DESCRIPTION OF RIGHTS
General
We may issue rights to purchase common stock, preferred
stock or the other securities described in this prospectus. This prospectus and any accompanying prospectus supplement will contain the
material terms and conditions for each right. The accompanying prospectus supplement may add, update or change the terms and conditions
of the rights as described in this prospectus.

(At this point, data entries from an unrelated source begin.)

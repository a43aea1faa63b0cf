use crate::database::Database;
use crate::error::DatabaseError;
use crate::meta::{DatabaseMeta, SavedDatabaseEntry};
use std::collections::BTreeMap;
use std::sync::Arc;
use tracing::warn;

/// Field id -> value, as typed into a login form.
pub type Credentials = BTreeMap<String, String>;

/// One input a provider needs before it can open a data source.
#[derive(Debug, Clone, PartialEq, Eq)]
pub struct LoginField {
    pub id: String,
    pub label_key: String,
    pub secret: bool,
}

impl LoginField {
    pub fn new(id: &str, label_key: &str, secret: bool) -> Self {
        Self {
            id: id.to_string(),
            label_key: label_key.to_string(),
            secret,
        }
    }
}

#[derive(Debug, Clone, Copy, Default, PartialEq, Eq)]
pub struct OpenOptions {
    pub create_if_missing: bool,
    pub read_only: bool,
}

pub trait DatabaseProvider: Send + Sync {
    fn id(&self) -> &str;

    fn name(&self) -> &str;

    fn login_fields(&self) -> Vec<LoginField>;

    /// Whether `open` can succeed with an empty credential map.
    fn supports_anonymous(&self) -> bool;

    fn meta_for(&self, url: &str) -> Result<DatabaseMeta, DatabaseError>;

    fn open(
        &self,
        meta: &DatabaseMeta,
        credentials: &Credentials,
        options: OpenOptions,
    ) -> Result<Arc<dyn Database>, DatabaseError>;

    fn exists(&self, meta: &DatabaseMeta) -> bool;

    fn size(&self, _meta: &DatabaseMeta) -> Option<u64> {
        None
    }

    fn open_externally(&self, _meta: &DatabaseMeta) -> Result<(), DatabaseError> {
        Err(DatabaseError::Unsupported(self.id().to_string()))
    }
}

/// Providers known to this process, in registration order.
#[derive(Clone, Default)]
pub struct ProviderRegistry {
    providers: Vec<Arc<dyn DatabaseProvider>>,
}

impl ProviderRegistry {
    pub fn new() -> Self {
        Self::default()
    }

    /// Registers a provider, replacing any earlier one with the same id.
    pub fn register(&mut self, provider: Arc<dyn DatabaseProvider>) {
        self.providers.retain(|existing| existing.id() != provider.id());
        self.providers.push(provider);
    }

    pub fn get(&self, id: &str) -> Option<Arc<dyn DatabaseProvider>> {
        self.providers
            .iter()
            .find(|provider| provider.id() == id)
            .cloned()
    }

    pub fn ids(&self) -> Vec<String> {
        self.providers.iter().map(|p| p.id().to_string()).collect()
    }

    pub fn provider_for(
        &self,
        meta: &DatabaseMeta,
    ) -> Result<Arc<dyn DatabaseProvider>, DatabaseError> {
        self.get(meta.provider_id())
            .ok_or_else(|| DatabaseError::UnknownProvider(meta.provider_id().to_string()))
    }

    pub fn meta_for(&self, provider_id: &str, url: &str) -> Result<DatabaseMeta, DatabaseError> {
        let provider = self
            .get(provider_id)
            .ok_or_else(|| DatabaseError::UnknownProvider(provider_id.to_string()))?;
        provider.meta_for(url)
    }

    /// Turns a persisted entry back into a meta. Entries whose provider is not
    /// registered are skipped with a warning instead of failing the caller.
    pub fn resolve(&self, entry: &SavedDatabaseEntry) -> Option<DatabaseMeta> {
        match self.meta_for(&entry.provider, &entry.url) {
            Ok(meta) => Some(meta),
            Err(err) => {
                warn!(
                    provider = %entry.provider,
                    url = %entry.url,
                    "Skipping saved database: {err}"
                );
                None
            }
        }
    }
}

#[cfg(test)]
pub(crate) mod testing {
    use super::*;
    use crate::database::{ChangeEvent, Record, RecordId};
    use crate::listeners::{Listener, ListenerId, ListenerSet};
    use std::collections::VecDeque;
    use std::sync::Mutex;
    use std::sync::atomic::{AtomicBool, AtomicUsize, Ordering};

    /// In-memory provider whose open results are scripted per call.
    pub struct FakeProvider {
        id: String,
        anonymous: bool,
        scripted: Mutex<VecDeque<Result<(), DatabaseError>>>,
        pub open_calls: AtomicUsize,
        pub seen_credentials: Mutex<Vec<Credentials>>,
    }

    impl FakeProvider {
        pub fn new(id: &str, anonymous: bool) -> Self {
            Self {
                id: id.to_string(),
                anonymous,
                scripted: Mutex::new(VecDeque::new()),
                open_calls: AtomicUsize::new(0),
                seen_credentials: Mutex::new(Vec::new()),
            }
        }

        pub fn fail_next(&self, err: DatabaseError) {
            self.scripted.lock().expect("script lock").push_back(Err(err));
        }

        pub fn calls(&self) -> usize {
            self.open_calls.load(Ordering::SeqCst)
        }
    }

    impl DatabaseProvider for FakeProvider {
        fn id(&self) -> &str {
            &self.id
        }

        fn name(&self) -> &str {
            "Fake"
        }

        fn login_fields(&self) -> Vec<LoginField> {
            vec![LoginField::new("password", "login.field.password", true)]
        }

        fn supports_anonymous(&self) -> bool {
            self.anonymous
        }

        fn meta_for(&self, url: &str) -> Result<DatabaseMeta, DatabaseError> {
            if url.trim().is_empty() {
                return Err(DatabaseError::UnsupportedUrl(url.to_string()));
            }
            let name = url.rsplit('/').next().unwrap_or(url).to_string();
            Ok(DatabaseMeta::new(url, name, self.id.clone(), []))
        }

        fn open(
            &self,
            meta: &DatabaseMeta,
            credentials: &Credentials,
            _options: OpenOptions,
        ) -> Result<Arc<dyn Database>, DatabaseError> {
            self.open_calls.fetch_add(1, Ordering::SeqCst);
            self.seen_credentials
                .lock()
                .expect("credentials lock")
                .push(credentials.clone());
            let scripted = self.scripted.lock().expect("script lock").pop_front();
            if let Some(Err(err)) = scripted {
                return Err(err);
            }
            Ok(Arc::new(MemoryDatabase::new(meta.clone())))
        }

        fn exists(&self, _meta: &DatabaseMeta) -> bool {
            true
        }
    }

    pub struct MemoryDatabase {
        meta: DatabaseMeta,
        records: Mutex<Vec<Record>>,
        closed: AtomicBool,
        listeners: ListenerSet<ChangeEvent>,
    }

    impl MemoryDatabase {
        pub fn new(meta: DatabaseMeta) -> Self {
            Self {
                meta,
                records: Mutex::new(Vec::new()),
                closed: AtomicBool::new(false),
                listeners: ListenerSet::new(),
            }
        }
    }

    impl Database for MemoryDatabase {
        fn meta(&self) -> &DatabaseMeta {
            &self.meta
        }

        fn insert(&self, mut record: Record) -> Result<RecordId, DatabaseError> {
            let mut records = self.records.lock().expect("records lock");
            record.id = records.len() as RecordId + 1;
            records.push(record.clone());
            drop(records);
            let id = record.id;
            self.listeners.notify(&ChangeEvent::Inserted(record));
            Ok(id)
        }

        fn update(&self, record: Record) -> Result<(), DatabaseError> {
            let mut records = self.records.lock().expect("records lock");
            let slot = records
                .iter_mut()
                .find(|r| r.id == record.id)
                .ok_or(DatabaseError::RecordNotFound(record.id))?;
            *slot = record;
            Ok(())
        }

        fn remove(&self, id: RecordId) -> Result<(), DatabaseError> {
            self.records.lock().expect("records lock").retain(|r| r.id != id);
            Ok(())
        }

        fn records(&self) -> Result<Vec<Record>, DatabaseError> {
            Ok(self.records.lock().expect("records lock").clone())
        }

        fn close(&self) -> Result<(), DatabaseError> {
            self.closed.store(true, Ordering::SeqCst);
            Ok(())
        }

        fn is_closed(&self) -> bool {
            self.closed.load(Ordering::SeqCst)
        }

        fn add_listener(&self, listener: Listener<ChangeEvent>) -> ListenerId {
            self.listeners.add(listener)
        }

        fn remove_listener(&self, id: ListenerId) -> bool {
            self.listeners.remove(id)
        }
    }
}

#[cfg(test)]
mod tests {
    use super::testing::FakeProvider;
    use super::*;

    #[test]
    fn resolve_skips_unknown_providers() {
        let mut registry = ProviderRegistry::new();
        registry.register(Arc::new(FakeProvider::new("fake", true)));

        let known = SavedDatabaseEntry {
            provider: "fake".to_string(),
            url: "/tmp/one.json".to_string(),
        };
        let unknown = SavedDatabaseEntry {
            provider: "gone".to_string(),
            url: "/tmp/two.json".to_string(),
        };

        assert_eq!(
            registry.resolve(&known).map(|m| m.url().to_string()),
            Some("/tmp/one.json".to_string())
        );
        assert!(registry.resolve(&unknown).is_none());
    }

    #[test]
    fn open_externally_defaults_to_unsupported() {
        let provider = FakeProvider::new("fake", true);
        let meta = provider.meta_for("/tmp/one.json").expect("meta");

        let err = provider
            .open_externally(&meta)
            .expect_err("fake provider has no external viewer");

        assert!(matches!(&err, DatabaseError::Unsupported(id) if id == "fake"));
        assert_eq!(err.message_key(), "database.error.unsupported_action");
    }

    #[test]
    fn register_replaces_provider_with_same_id() {
        let mut registry = ProviderRegistry::new();
        registry.register(Arc::new(FakeProvider::new("fake", true)));
        registry.register(Arc::new(FakeProvider::new("fake", false)));
        assert_eq!(registry.ids(), vec!["fake".to_string()]);
        let provider = registry.get("fake").expect("provider registered");
        assert!(!provider.supports_anonymous());
    }
}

We will describe in the applicable prospectus supplement
the terms and conditions of the issue of rights being offered, the rights agreement relating to the rights and the rights certificates
representing the rights, including, as applicable:
| • | the title of the rights; |
| • | the date of determining the stockholders entitled to the rights distribution; |
| • | the title, aggregate number of shares of common stock, preferred stock or other securities purchasable upon exercise of the rights; |
| • | the currencies in which the rights are being offered; |
| • | the aggregate number of rights issued; |
| • | the date, if any, on and after which the rights will be separately transferable; |
| • | the date on which the right to exercise the rights will commence and the date on which the right will expire; and |
| • | any other terms of the rights, including terms, procedures and limitations relating to the distribution, exchange and exercise of
the rights. |
Exercise of Rights
Each right will entitle the holder of rights to
purchase for cash the principal amount of shares of common stock, preferred stock or other securities at the exercise price provided in
the applicable prospectus supplement. Rights may be exercised at any time up to the close of business on the expiration date for the rights
provided in the applicable prospectus supplement. After the close of business on the expiration date, all unexercised rights will be void.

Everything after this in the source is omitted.